» Problem statement:
All of the entries need to be copied character for character.

-- -- --

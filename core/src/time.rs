// Copyright (c) 2023 Mike Tsao. All rights reserved.

use crate::ParameterType;
use derive_more::Display as DeriveDisplay;
use strum_macros::{Display, IntoStaticStr};

/// Musical time, expressed in ticks since the last rewind. The tick is the
/// smallest unit of musical time; a source declares how many of them make up
/// a quarter note (its resolution). Monotonically non-decreasing while the
/// engine plays, zero at rest.
pub type Tick = i64;

/// The value a track cursor reports when it has no more events. Chosen so
/// that any real event tick compares less than it.
pub const END_OF_TRACK: Tick = Tick::MAX;

/// The SMPTE frame rates that MIDI Time Code can describe. The numeric
/// payload of an MTC message carries one of four two-bit codes, so this is a
/// closed set.
#[derive(Clone, Copy, Debug, Default, Display, IntoStaticStr, PartialEq, Eq)]
pub enum FrameRate {
    #[strum(to_string = "24 fps")]
    Fps24,
    #[default]
    #[strum(to_string = "25 fps")]
    Fps25,
    #[strum(to_string = "29.97 fps drop-frame")]
    Fps2997Drop,
    #[strum(to_string = "30 fps")]
    Fps30,
}
impl FrameRate {
    pub fn fps(&self) -> ParameterType {
        match self {
            FrameRate::Fps24 => 24.0,
            FrameRate::Fps25 => 25.0,
            FrameRate::Fps2997Drop => 29.97,
            FrameRate::Fps30 => 30.0,
        }
    }

    /// Nominal milliseconds per video frame.
    pub fn millis_per_frame(&self) -> f64 {
        1000.0 / self.fps()
    }

    /// How many frames are counted per second. Drop-frame counts 30 and
    /// skips numbers to stay honest, which is exactly why the generator
    /// refuses it.
    pub fn frames_per_second(&self) -> u8 {
        match self {
            FrameRate::Fps24 => 24,
            FrameRate::Fps25 => 25,
            FrameRate::Fps2997Drop | FrameRate::Fps30 => 30,
        }
    }

    /// The two-bit rate code carried in the hours-high quarter frame and in
    /// the full-frame SysEx.
    pub fn mtc_code(&self) -> u8 {
        match self {
            FrameRate::Fps24 => 0,
            FrameRate::Fps25 => 1,
            FrameRate::Fps2997Drop => 2,
            FrameRate::Fps30 => 3,
        }
    }

    pub fn is_drop_frame(&self) -> bool {
        matches!(self, FrameRate::Fps2997Drop)
    }
}

/// A wall-clock position expressed as SMPTE hh:mm:ss:ff.
#[derive(Clone, Copy, Debug, Default, DeriveDisplay, PartialEq, Eq)]
#[display(fmt = "{:02}:{:02}:{:02}:{:02}", hours, minutes, seconds, frames)]
pub struct TimeCode {
    pub hours: u8,
    pub minutes: u8,
    pub seconds: u8,
    pub frames: u8,
}
impl TimeCode {
    /// Converts a millisecond position to timecode at the given rate. The
    /// frame number rounds to the nearest frame, then clamps to the rate's
    /// last frame so that 999 ms never reports an out-of-range frame. Hours
    /// wrap at 24, matching the five-bit hours field of MTC.
    pub fn from_millis(millis: u64, rate: FrameRate) -> Self {
        let frames = ((millis % 1000) as f64 / rate.millis_per_frame()).round() as u8;
        Self {
            hours: ((millis / 3_600_000) % 24) as u8,
            minutes: ((millis / 60_000) % 60) as u8,
            seconds: ((millis / 1000) % 60) as u8,
            frames: frames.min(rate.frames_per_second() - 1),
        }
    }
}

-- -- --

» Exercise output:
filename core/src/time.rs
// Copyright (c) 2023 Mike Tsao. All rights reserved.

use crate::ParameterType;
use derive_more::Display as DeriveDisplay;
use strum_macros::{Display, IntoStaticStr};

/// Musical time, expressed in ticks since the last rewind. The tick is the
/// smallest unit of musical time; a source declares how many of them make up
/// a quarter note (its resolution). Monotonically non-decreasing while the
/// engine plays, zero at rest.
pub type Tick = i64;

/// The value a track cursor reports when it has no more events. Chosen so
/// that any real event tick compares less than it.
pub const END_OF_TRACK: Tick = Tick::MAX;

/// The SMPTE frame rates that MIDI Time Code can describe. The numeric
/// payload of an MTC message carries one of four two-bit codes, so this is a
/// closed set.
#[derive(Clone, Copy, Debug, Default, Display, IntoStaticStr, PartialEq, Eq)]
pub enum FrameRate {
    #[strum(to_string = "24 fps")]
    Fps24,
    #[default]
    #[strum(to_string = "25 fps")]
    Fps25,
    #[strum(to_string = "29.97 fps drop-frame")]
    Fps2997Drop,
    #[strum(to_string = "30 fps")]
    Fps30,
}
impl FrameRate {
    pub fn fps(&self) -> ParameterType {
        match self {
            FrameRate::Fps24 => 24.0,
            FrameRate::Fps25 => 25.0,
            FrameRate::Fps2997Drop => 29.97,
            FrameRate::Fps30 => 30.0,
        }
    }

    /// Nominal milliseconds per video frame.
    pub fn millis_per_frame(&self) -> f64 {
        1000.0 / self.fps()
    }

    /// How many frames are counted per second. Drop-frame counts 30 and
    /// skips numbers to stay honest, which is exactly why the generator
    /// refuses it.
    pub fn frames_per_second(&self) -> u8 {
        match self {
            FrameRate::Fps24 => 24,
            FrameRate::Fps25 => 25,
            FrameRate::Fps2997Drop | FrameRate::Fps30 => 30,
        }
    }

    /// The two-bit rate code carried in the hours-high quarter frame and in
    /// the full-frame SysEx.
    pub fn mtc_code(&self) -> u8 {
        match self {
            FrameRate::Fps24 => 0,
            FrameRate::Fps25 => 1,
            FrameRate::Fps2997Drop => 2,
            FrameRate::Fps30 => 3,
        }
    }

    pub fn is_drop_frame(&self) -> bool {
        matches!(self, FrameRate::Fps2997Drop)
    }
}

/// A wall-clock position expressed as SMPTE hh:mm:ss:ff.
#[derive(Clone, Copy, Debug, Default, DeriveDisplay, PartialEq, Eq)]
#[display(fmt = "{:02}:{:02}:{:02}:{:02}", hours, minutes, seconds, frames)]
pub struct TimeCode {
    pub hours: u8,
    pub minutes: u8,
    pub seconds: u8,
    pub frames: u8,
}
impl TimeCode {
    /// Converts a millisecond position to timecode at the given rate. The
    /// frame number rounds to the nearest frame, then clamps to the rate's
    /// last frame so that 999 ms never reports an out-of-range frame. Hours
    /// wrap at 24, matching the five-bit hours field of MTC.
    pub fn from_millis(millis: u64, rate: FrameRate) -> Self {
        let frames = ((millis % 1000) as f64 / rate.millis_per_frame()).round() as u8;
        Self {
            hours: ((millis / 3_600_000) % 24) as u8,
            minutes: ((millis / 60_000) % 60) as u8,
            seconds: ((millis / 1000) % 60) as u8,
            frames: frames.min(rate.frames_per_second() - 1),
        }
    }
}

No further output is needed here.